Catatan Bedah Film Kala Benoa


Dan yang tersisa cuma debu

Oh ini serius

Tentang bumi ini, alam ini
Nosstress, Tanam Saja.

            Ya, ini semua tentang bumi kita. Alam kita. Penambangan, penebangan pohon, pengerukan dan penimbunan laut semakin marak terjadi. Aktivitas investasi ekonomi ini banyak yang berbenturan dengan adat istiadat masyarakat setempat. Harmoni hidup masyarakat adat  yang berdampingan dengan alam pun menghadapi bahaya.

            Seperti dalam salah satu film produksi Watchdoc, berjudul 'Kala Benoa'. Film ini memilki dua garis besar. Reklamasi dan pariwisata. Bali memang terkenal dengan pariwisata. Turisme massal membuat persaingan harga antar hotel semakin tinggi. Selain itu, pertumbuhan hotel di pulau seribu dewa ini telah sampai pada titik jenuh. Banyaknya hotel juga membuat pemuda pesisir Bali banyak yang memilih bekerja di hotel dan meninggalkan pekerjaan orangtua mereka sebagai nelayan.

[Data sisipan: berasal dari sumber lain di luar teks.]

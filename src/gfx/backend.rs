//! 图形后端的统一抽象接口
//!
//! 本模块定义了所有原生图形后端（DirectX 12、无头模拟设备）必须实现的接口。
//! 上层的 `Fence`、`CommandBuffer`、`Image`、`Context` 都是对 `D: GpuDevice` 泛型的，
//! 后端在进程启动时选定一次，之后所有调用都是单态化的静态分发，没有逐调用的虚函数开销。
//!
//! 原生对象以关联类型的形式由公开句柄按值持有，销毁接口按值接收对象，
//! 因此一个原生对象只能被销毁一次。

use std::time::Duration;

use raw_window_handle::RawWindowHandle;

use crate::core::error::Result;
use crate::renderer::command::CommandBufferType;
use crate::renderer::descriptor::{CpuDescriptorHandle, DescriptorHeapType};
use crate::renderer::resource::{ImageFormat, ImageLayout};

/// 后端能力查询结果
#[derive(Debug, Clone, Copy, PartialEq, Eq)]
pub enum GpuBackend {
    DirectX12,
    Vulkan,
}

impl GpuBackend {
    /// 获取后端名称
    pub fn name(&self) -> &'static str {
        match self {
            GpuBackend::DirectX12 => "DirectX 12",
            GpuBackend::Vulkan => "Vulkan",
        }
    }
}

/// 设备创建参数
#[derive(Debug, Clone, Copy)]
pub struct DeviceDesc {
    /// 是否安装验证 / 调试层
    pub debug_enabled: bool,
}

/// 资源所在的内存堆
#[derive(Debug, Clone, Copy, PartialEq, Eq)]
pub enum HeapKind {
    /// GPU 本地内存
    Default,
    /// CPU 可写、GPU 可读的上传堆
    Upload,
}

/// 二维纹理（或纹理数组）的创建描述
#[derive(Debug, Clone, Copy, PartialEq, Eq)]
pub struct TextureDesc {
    pub width: u32,
    pub height: u32,
    /// 数组层数，立方体贴图为 6
    pub array_layers: u16,
    pub format: ImageFormat,
    pub allow_render_target: bool,
    pub allow_depth_stencil: bool,
    pub allow_unordered_access: bool,
}

/// 线性缓冲区的创建描述
#[derive(Debug, Clone, Copy, PartialEq, Eq)]
pub struct BufferDesc {
    pub size: u64,
    pub heap: HeapKind,
}

/// 着色器视图的维度
#[derive(Debug, Clone, Copy, PartialEq, Eq)]
pub enum ViewDimension {
    Texture2D,
    Texture2DArray { layers: u32 },
    TextureCube,
}

/// 描述符堆的地址布局
#[derive(Debug, Clone, Copy, PartialEq, Eq)]
pub struct DescriptorHeapLayout {
    /// CPU 句柄基址
    pub cpu_start: usize,
    /// GPU 句柄基址（仅着色器可见的堆）
    pub gpu_start: Option<u64>,
    /// 每个槽位的字节跨度
    pub increment: u32,
}

/// 视口
#[derive(Debug, Clone, Copy, PartialEq)]
pub struct Viewport {
    pub x: f32,
    pub y: f32,
    pub width: f32,
    pub height: f32,
    pub min_depth: f32,
    pub max_depth: f32,
}

/// 索引格式
#[derive(Debug, Clone, Copy, PartialEq, Eq)]
pub enum IndexFormat {
    U16,
    U32,
}

/// 缓冲区到纹理拷贝时，缓冲区中像素数据的布局
///
/// D3D12 要求行跨度按 256 字节对齐。
#[derive(Debug, Clone, Copy, PartialEq, Eq)]
pub struct TextureFootprint {
    pub offset: u64,
    pub width: u32,
    pub height: u32,
    pub format: ImageFormat,
    pub row_pitch: u32,
}

/// 交换链创建描述
#[derive(Debug, Clone, Copy)]
pub struct SwapChainDesc {
    pub width: u32,
    pub height: u32,
    pub buffer_count: u32,
    pub format: ImageFormat,
    /// 没有窗口时后端创建离屏缓冲
    pub window: Option<RawWindowHandle>,
}

/// 原生命令列表的录制接口
///
/// 录制调用本身不会失败；状态检查由上层的 `CommandBuffer` 负责。
pub trait NativeCommandList {
    type Resource;

    fn set_vertex_buffer(&mut self, buffer: &Self::Resource, size: u64, stride: u32);
    fn set_index_buffer(&mut self, buffer: &Self::Resource, size: u64, format: IndexFormat);
    fn clear_render_target(&mut self, rtv: CpuDescriptorHandle, color: [f32; 4]);
    fn set_viewport(&mut self, viewport: Viewport);
    fn draw(&mut self, vertex_count: u32);
    fn draw_indexed(&mut self, index_count: u32);
    fn dispatch(&mut self, x: u32, y: u32, z: u32);
    /// 覆盖全部子资源的状态转换
    fn resource_barrier(&mut self, resource: &Self::Resource, before: ImageLayout, after: ImageLayout);
    /// 子资源 0 到子资源 0 的整体拷贝
    fn copy_texture(&mut self, source: &Self::Resource, dest: &Self::Resource);
    fn copy_buffer_to_texture(
        &mut self,
        source: &Self::Resource,
        dest: &Self::Resource,
        footprint: &TextureFootprint,
    );
}

/// 原生图形设备接口
///
/// 实现者的 `Clone` 必须是廉价的引用计数克隆（COM 指针或 `Arc`），
/// 命令缓冲、Fence 等对象各自持有一份设备克隆。
pub trait GpuDevice: Clone + Sized {
    type Queue;
    type Fence;
    type CommandAllocator;
    type CommandList: NativeCommandList<Resource = Self::Resource>;
    type Resource;
    type DescriptorHeap;
    type SwapChain;

    /// 选择适配器并创建设备
    fn create(desc: &DeviceDesc) -> Result<Self>;
    fn backend(&self) -> GpuBackend;
    fn adapter_name(&self) -> String;

    // 队列
    fn create_queue(&self, kind: CommandBufferType) -> Result<Self::Queue>;
    fn destroy_queue(&self, queue: Self::Queue);
    fn execute_command_list(&self, queue: &Self::Queue, list: &Self::CommandList) -> Result<()>;

    // Fence
    fn create_fence(&self, initial_value: u64) -> Result<Self::Fence>;
    fn destroy_fence(&self, fence: Self::Fence);
    /// 在队列上排入一个 signal，队列执行到这里时 Fence 的完成值变为 `value`
    fn signal_fence(&self, queue: &Self::Queue, fence: &Self::Fence, value: u64) -> Result<()>;
    fn fence_completed_value(&self, fence: &Self::Fence) -> u64;
    /// 阻塞在操作系统事件上，直到完成值达到 `value` 或超时（`None` 表示无限等待）
    fn wait_fence(&self, fence: &Self::Fence, value: u64, timeout: Option<Duration>) -> Result<()>;

    // 命令分配器 / 命令列表
    fn create_command_allocator(&self, kind: CommandBufferType) -> Result<Self::CommandAllocator>;
    fn destroy_command_allocator(&self, allocator: Self::CommandAllocator);
    fn create_command_list(
        &self,
        kind: CommandBufferType,
        allocator: &Self::CommandAllocator,
    ) -> Result<Self::CommandList>;
    fn destroy_command_list(&self, list: Self::CommandList);
    fn reset_command_allocator(&self, allocator: &Self::CommandAllocator) -> Result<()>;
    fn reset_command_list(
        &self,
        list: &mut Self::CommandList,
        allocator: &Self::CommandAllocator,
    ) -> Result<()>;
    fn close_command_list(&self, list: &mut Self::CommandList) -> Result<()>;

    // 资源
    fn create_texture(&self, desc: &TextureDesc, initial: ImageLayout) -> Result<Self::Resource>;
    fn create_buffer(&self, desc: &BufferDesc) -> Result<Self::Resource>;
    fn write_buffer(&self, buffer: &Self::Resource, offset: u64, data: &[u8]) -> Result<()>;
    fn destroy_resource(&self, resource: Self::Resource);

    // 描述符
    fn create_descriptor_heap(&self, kind: DescriptorHeapType, capacity: u32) -> Result<Self::DescriptorHeap>;
    fn descriptor_heap_layout(&self, heap: &Self::DescriptorHeap) -> DescriptorHeapLayout;
    fn destroy_descriptor_heap(&self, heap: Self::DescriptorHeap);
    fn create_render_target_view(
        &self,
        resource: &Self::Resource,
        format: ImageFormat,
        dest: CpuDescriptorHandle,
    ) -> Result<()>;
    fn create_depth_stencil_view(
        &self,
        resource: &Self::Resource,
        format: ImageFormat,
        dest: CpuDescriptorHandle,
    ) -> Result<()>;
    fn create_shader_resource_view(
        &self,
        resource: &Self::Resource,
        format: ImageFormat,
        dimension: ViewDimension,
        dest: CpuDescriptorHandle,
    ) -> Result<()>;
    fn create_unordered_access_view(
        &self,
        resource: &Self::Resource,
        format: ImageFormat,
        dimension: ViewDimension,
        dest: CpuDescriptorHandle,
    ) -> Result<()>;

    // 交换链
    fn create_swap_chain(&self, queue: &Self::Queue, desc: &SwapChainDesc) -> Result<Self::SwapChain>;
    fn swap_chain_buffer(&self, swap_chain: &Self::SwapChain, index: u32) -> Result<Self::Resource>;
    fn swap_chain_current_index(&self, swap_chain: &Self::SwapChain) -> u32;
    fn present(&self, swap_chain: &mut Self::SwapChain, vsync: bool) -> Result<()>;
    fn resize_swap_chain(&self, swap_chain: &mut Self::SwapChain, width: u32, height: u32) -> Result<()>;
    fn destroy_swap_chain(&self, swap_chain: Self::SwapChain);

    /// 报告设备认为仍然存活的对象（仅调试层启用时有输出）
    fn report_live_objects(&self);
}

           Jaringan Ekowisata Desa (JED) dalam film ini seakan menjadi titik cerah pariwisata di Bali. Pemberdayaan masyarakat adat ialah konsep utamanya.

            Sedangkan reklamasi dalam film ini mengambil porsi yang cukup besar. Reklamasi teluk Benoa menuai banyak penolakan mulai dari nelayan kecil hingga masyarakat adat. Tanah, air dan laut dalam masyarakat adat Bali dianggap sebagai hal suci. Rencana penimbunan Teluk Benoa itu pun seakan-akan tak menghiraukan adat suci dari rakyat Bali. Luas wilayah yang rencananya akan direklamasi seluas 700 Ha dengan 23 juta kubik pasir dari daerah Lombok Timur.

“Orang yang membangun, pantai kami yang dirusak” Keluh Tohri, seorang nelayan kecil asal Lombok Timur.

            Manusia. Itulah sebabnya. Begitulah kira-kira yang ingin disampaikan Mario Hikmat (FKM Unhas, angkatan 2012) dalam materi yang dibawakannya dalam Kajian Rutin Himpunan Mahasiswa Sosial Ekonomi Perikanan (Himasei) Unhas berupa bedah film ‘Kala Benoa’ di Cafe Kampus Kedua, Selasa (12/9/2017). 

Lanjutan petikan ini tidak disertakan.